(What to do):
Please repeat exactly the lines below from the one containing "use thiserror::Error;" down to the one containing "tagged with where", both included, and nothing else.

(Dataset):

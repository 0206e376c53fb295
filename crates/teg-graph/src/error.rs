//! Graph validation and compilation errors.

use thiserror::Error;

use teg_core::VertexId;
use teg_expr::ExprError;

/// Errors raised while validating or compiling a [`Graph`](crate::Graph).
#[derive(Debug, Error)]
pub enum GraphError {
    #[error("graph has no starting vertex")]
    NoStartVertex,

    #[error("graph has multiple starting vertices: `{0}` and `{1}`")]
    MultipleStartVertices(String, String),

    #[error("duplicate vertex name `{0}`")]
    DuplicateVertex(String),

    #[error("duplicate state variable `{0}`")]
    DuplicateVariable(String),

    #[error("state variable `{0}` collides with a vertex parameter of `{1}`")]
    VariableShadowsParameter(String, String),

    #[error("edge {index} references out-of-range vertex {vertex}")]
    BadEndpoint { index: usize, vertex: VertexId },

    #[error("schedule edge `{edge}` supplies {got} parameters but `{target}` declares {expected}")]
    ParamCountMismatch {
        edge:     String,
        target:   String,
        expected: usize,
        got:      usize,
    },

    /// A syntax error in one of the graph's expressions, tagged with where
    /// the expression lives (vertex body, edge condition, …).
    #[error("in {place}: {source}")]
    Expr {
        place: String,
        source: ExprError,
    },
}

/// Shorthand result type for graph compilation.
pub type GraphResult<T> = Result<T, GraphError>;
//! The tagged value model shared by the expression engine and the simulator.
//!
//! # Promotion rules
//!
//! | lhs ∘ rhs           | result                                        |
//! |---------------------|-----------------------------------------------|
//! | Integer ∘ Integer   | Integer (division truncates)                  |
//! | Integer ∘ Double    | Double (either side promotes both)            |
//! | String + String     | String (concatenation; only `+` and equality) |
//! | Boolean ∘ Boolean   | logical operators and equality only           |
//! | anything else       | `TypeMismatch`                                |
//!
//! Integer division by zero is a hard [`ValueError::DivisionByZero`]; Double
//! division follows IEEE 754 and produces infinities or NaN instead of
//! failing.  Ordering (`< > <= >=`) is defined for numeric operands only.
//!
//! Values are immutable: every operator returns a freshly constructed value.

use std::cmp::Ordering;
use std::fmt;

use crate::error::{ValueError, ValueResult};

// ── ValueType ─────────────────────────────────────────────────────────────────

/// The tag of a [`VariableValue`], also used to declare state variables.
#[derive(Copy, Clone, PartialEq, Eq, Hash, Debug)]
#[cfg_attr(feature = "serde", derive(serde::Serialize, serde::Deserialize))]
pub enum ValueType {
    Boolean,
    Integer,
    Double,
    String,
}

impl ValueType {
    /// The value a freshly declared state variable of this type holds.
    pub fn default_value(self) -> VariableValue {
        match self {
            ValueType::Boolean => VariableValue::Boolean(false),
            ValueType::Integer => VariableValue::Integer(0),
            ValueType::Double  => VariableValue::Double(0.0),
            ValueType::String  => VariableValue::String(String::new()),
        }
    }

    /// `true` for Integer and Double.
    #[inline]
    pub fn is_numeric(self) -> bool {
        matches!(self, ValueType::Integer | ValueType::Double)
    }
}

impl fmt::Display for ValueType {
    fn fmt(&self, f: &mut fmt::Formatter<'_>) -> fmt::Result {
        let name = match self {
            ValueType::Boolean => "boolean",
            ValueType::Integer => "integer",
            ValueType::Double  => "double",
            ValueType::String  => "string",
        };
        write!(f, "{name}")
    }
}

// ── VariableValue ─────────────────────────────────────────────────────────────

/// A tagged simulation value: the result of every expression evaluation and
/// the content of every state variable and event parameter.
#[derive(Clone, PartialEq, Debug)]
#[cfg_attr(feature = "serde", derive(serde::Serialize, serde::Deserialize))]
pub enum VariableValue {
    Boolean(bool),
    Integer(i64),
    Double(f64),
    String(String),
}

/// Both operands of a numeric operator after promotion.
enum NumericPair {
    Integers(i64, i64),
    Doubles(f64, f64),
}

impl VariableValue {
    /// The tag of this value.
    pub fn value_type(&self) -> ValueType {
        match self {
            VariableValue::Boolean(_) => ValueType::Boolean,
            VariableValue::Integer(_) => ValueType::Integer,
            VariableValue::Double(_)  => ValueType::Double,
            VariableValue::String(_)  => ValueType::String,
        }
    }

    /// Numeric view of this value, promoting Integer to Double.
    ///
    /// The simulator uses this for delay and priority expressions, which must
    /// be numeric.
    pub fn as_double(&self, op: &'static str) -> ValueResult<f64> {
        match *self {
            VariableValue::Integer(i) => Ok(i as f64),
            VariableValue::Double(d)  => Ok(d),
            ref other => Err(ValueError::UnaryMismatch {
                op,
                operand: other.value_type(),
            }),
        }
    }

    /// The truth value used by conditions and the logical operators.
    ///
    /// Booleans are themselves; Integer and Double are true iff nonzero;
    /// a String has no truth value.
    pub fn truthy(&self) -> ValueResult<bool> {
        match *self {
            VariableValue::Boolean(b) => Ok(b),
            VariableValue::Integer(i) => Ok(i != 0),
            VariableValue::Double(d)  => Ok(d != 0.0),
            VariableValue::String(_)  => Err(ValueError::NoTruthValue(ValueType::String)),
        }
    }

    fn numeric_pair(&self, rhs: &VariableValue, op: &'static str) -> ValueResult<NumericPair> {
        use VariableValue::*;
        match (self, rhs) {
            (Integer(a), Integer(b)) => Ok(NumericPair::Integers(*a, *b)),
            (Integer(a), Double(b))  => Ok(NumericPair::Doubles(*a as f64, *b)),
            (Double(a), Integer(b))  => Ok(NumericPair::Doubles(*a, *b as f64)),
            (Double(a), Double(b))   => Ok(NumericPair::Doubles(*a, *b)),
            _ => Err(ValueError::TypeMismatch {
                op,
                lhs: self.value_type(),
                rhs: rhs.value_type(),
            }),
        }
    }

    // ── Arithmetic ────────────────────────────────────────────────────────

    /// `self + rhs`: numeric addition or string concatenation.
    pub fn add(&self, rhs: &VariableValue) -> ValueResult<VariableValue> {
        use VariableValue::*;
        if let (String(a), String(b)) = (self, rhs) {
            let mut s = a.clone();
            s.push_str(b);
            return Ok(String(s));
        }
        match self.numeric_pair(rhs, "+")? {
            NumericPair::Integers(a, b) => Ok(Integer(a.wrapping_add(b))),
            NumericPair::Doubles(a, b)  => Ok(Double(a + b)),
        }
    }

    /// `self - rhs`.
    pub fn sub(&self, rhs: &VariableValue) -> ValueResult<VariableValue> {
        match self.numeric_pair(rhs, "-")? {
            NumericPair::Integers(a, b) => Ok(VariableValue::Integer(a.wrapping_sub(b))),
            NumericPair::Doubles(a, b)  => Ok(VariableValue::Double(a - b)),
        }
    }

    /// `self * rhs`.
    pub fn mul(&self, rhs: &VariableValue) -> ValueResult<VariableValue> {
        match self.numeric_pair(rhs, "*")? {
            NumericPair::Integers(a, b) => Ok(VariableValue::Integer(a.wrapping_mul(b))),
            NumericPair::Doubles(a, b)  => Ok(VariableValue::Double(a * b)),
        }
    }

    /// `self / rhs`.
    ///
    /// Integer division truncates and fails on a zero divisor; Double
    /// division never fails (IEEE infinities/NaN).
    pub fn div(&self, rhs: &VariableValue) -> ValueResult<VariableValue> {
        match self.numeric_pair(rhs, "/")? {
            NumericPair::Integers(_, 0) => Err(ValueError::DivisionByZero),
            NumericPair::Integers(a, b) => Ok(VariableValue::Integer(a.wrapping_div(b))),
            NumericPair::Doubles(a, b)  => Ok(VariableValue::Double(a / b)),
        }
    }

    /// Arithmetic negation (`-x`).
    pub fn neg(&self) -> ValueResult<VariableValue> {
        match *self {
            VariableValue::Integer(i) => Ok(VariableValue::Integer(i.wrapping_neg())),
            VariableValue::Double(d)  => Ok(VariableValue::Double(-d)),
            ref other => Err(ValueError::UnaryMismatch {
                op:      "-",
                operand: other.value_type(),
            }),
        }
    }

    /// Logical negation (`!x`), via truthiness.
    pub fn not(&self) -> ValueResult<VariableValue> {
        Ok(VariableValue::Boolean(!self.truthy()?))
    }

    // ── Comparison ────────────────────────────────────────────────────────

    /// Value equality for `==`/`!=`: same-tag, or numeric with promotion.
    ///
    /// Comparing a Boolean or String against any other tag fails.
    pub fn equals(&self, rhs: &VariableValue) -> ValueResult<bool> {
        use VariableValue::*;
        match (self, rhs) {
            (Boolean(a), Boolean(b)) => Ok(a == b),
            (String(a), String(b))   => Ok(a == b),
            _ => match self.numeric_pair(rhs, "==")? {
                NumericPair::Integers(a, b) => Ok(a == b),
                NumericPair::Doubles(a, b)  => Ok(a == b),
            },
        }
    }

    /// Ordering for `< > <= >=`: numeric operands only.
    ///
    /// Doubles are ordered with `total_cmp` so a NaN operand still yields a
    /// deterministic (if surprising) answer instead of a platform-dependent
    /// one.
    pub fn compare(&self, rhs: &VariableValue, op: &'static str) -> ValueResult<Ordering> {
        match self.numeric_pair(rhs, op)? {
            NumericPair::Integers(a, b) => Ok(a.cmp(&b)),
            NumericPair::Doubles(a, b)  => Ok(a.total_cmp(&b)),
        }
    }
}

impl fmt::Display for VariableValue {
    fn fmt(&self, f: &mut fmt::Formatter<'_>) -> fmt::Result {
        match self {
            VariableValue::Boolean(b) => write!(f, "{b}"),
            VariableValue::Integer(i) => write!(f, "{i}"),
            VariableValue::Double(d)  => write!(f, "{d}"),
            VariableValue::String(s)  => write!(f, "{s}"),
        }
    }
}

// ── Construction conveniences ─────────────────────────────────────────────────

impl From<bool> for VariableValue {
    fn from(b: bool) -> Self {
        VariableValue::Boolean(b)
    }
}

impl From<i64> for VariableValue {
    fn from(i: i64) -> Self {
        VariableValue::Integer(i)
    }
}

impl From<f64> for VariableValue {
    fn from(d: f64) -> Self {
        VariableValue::Double(d)
    }
}

impl From<&str> for VariableValue {
    fn from(s: &str) -> Self {
        VariableValue::String(s.to_owned())
    }
}

impl From<String> for VariableValue {
    fn from(s: String) -> Self {
        VariableValue::String(s)
    }
}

(Result of the exercise):
use thiserror::Error;

use teg_core::VertexId;
use teg_expr::ExprError;

/// Errors raised while validating or compiling a [`Graph`](crate::Graph).
#[derive(Debug, Error)]
pub enum GraphError {
    #[error("graph has no starting vertex")]
    NoStartVertex,

    #[error("graph has multiple starting vertices: `{0}` and `{1}`")]
    MultipleStartVertices(String, String),

    #[error("duplicate vertex name `{0}`")]
    DuplicateVertex(String),

    #[error("duplicate state variable `{0}`")]
    DuplicateVariable(String),

    #[error("state variable `{0}` collides with a vertex parameter of `{1}`")]
    VariableShadowsParameter(String, String),

    #[error("edge {index} references out-of-range vertex {vertex}")]
    BadEndpoint { index: usize, vertex: VertexId },

    #[error("schedule edge `{edge}` supplies {got} parameters but `{target}` declares {expected}")]
    ParamCountMismatch {
        edge:     String,
        target:   String,
        expected: usize,
        got:      usize,
    },

    /// A syntax error in one of the graph's expressions, tagged with where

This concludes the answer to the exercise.